"Say You Won't Let Go" is a song by English singer and songwriter James Arthur. The song was released as a digital download on 9 September 2016 in the United Kingdom by Columbia Records as the lead single from his second studio album Back from the Edge (2016). The single peaked at the top of the UK Singles Chart, a position it maintained for three weeks. Outside the United Kingdom, the single has topped the charts in Australia, New Zealand, Sweden and the Republic of Ireland. It also became his breakthrough hit in the US, peaking at number 11 on the Billboard Hot 100. In early March, it had gone double platinum in the UK. In May 2018, it was reported that The Script had launched legal proceedings against Arthur due to alleged copyright infringement in regards to the song.

In response to claims that the song sounds similar to The Script's "The Man Who Can't Be Moved", the song's writers initially decided not to pursue legal action. However, following a claim in May 2018, they were successfully awarded a songwriting credit.

Commercial performance
On 12 September 2016, the song was at number 30 on The Official Chart Update in the United Kingdom. On 16 September 2016, the song entered the UK Singles Chart at number 25, and peaked at number one two weeks later, becoming Arthur's second number one and spending three consecutive weeks at the top.  The song was ranked the nineteenth biggest-selling song of 2016 in the UK, making Arthur the biggest-selling British male artist of the year. By the second week of January 2017, it had surpassed the one million sales mark, making him the first-ever X Factor act to have two singles sell over a million copies in his homeland.

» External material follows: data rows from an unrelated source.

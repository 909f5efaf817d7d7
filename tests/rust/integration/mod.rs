//! Integration tests - Entity reader against an in-memory SQLite database
//!
//! Every test seeds a fresh database from `fixtures/dataset.sql` and loads the
//! schema from `fixtures/schema.yaml`.

mod common;
mod filter_tests;
mod order_tests;
mod reader_tests;
mod relation_tests;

In the United States, the song debuted at #100 on the date November 12, 2016. The song peaked at #11 for two non-consecutive weeks being kept out of the top 10 from Malibu by Miley Cyrus the first week and Congratulations by Post Malone the second week. It spent 52 weeks on the chart. The song is his first single to chart on the US Billboard Hot 100, making Arthur only the second winner of The X Factor UK to reach the US top 40 (following Leona Lewis) and only the third winner to chart on the Hot 100 following Lewis and Little Mix. In May 2017, the song reached No. 1 on the Adult Pop Songs Airplay Chart, more than six months after its release in the US. The song was certified diamond in the US by the RIAA on February 15, 2023. The song has sold over 1,208,000 digital copies in the US as of September 2017. It was the eighth best-selling song of 2017 in the US, with 1,195,000 copies sold in 2017.

By 2021, the single had sold 2,676,756 copies in the UK.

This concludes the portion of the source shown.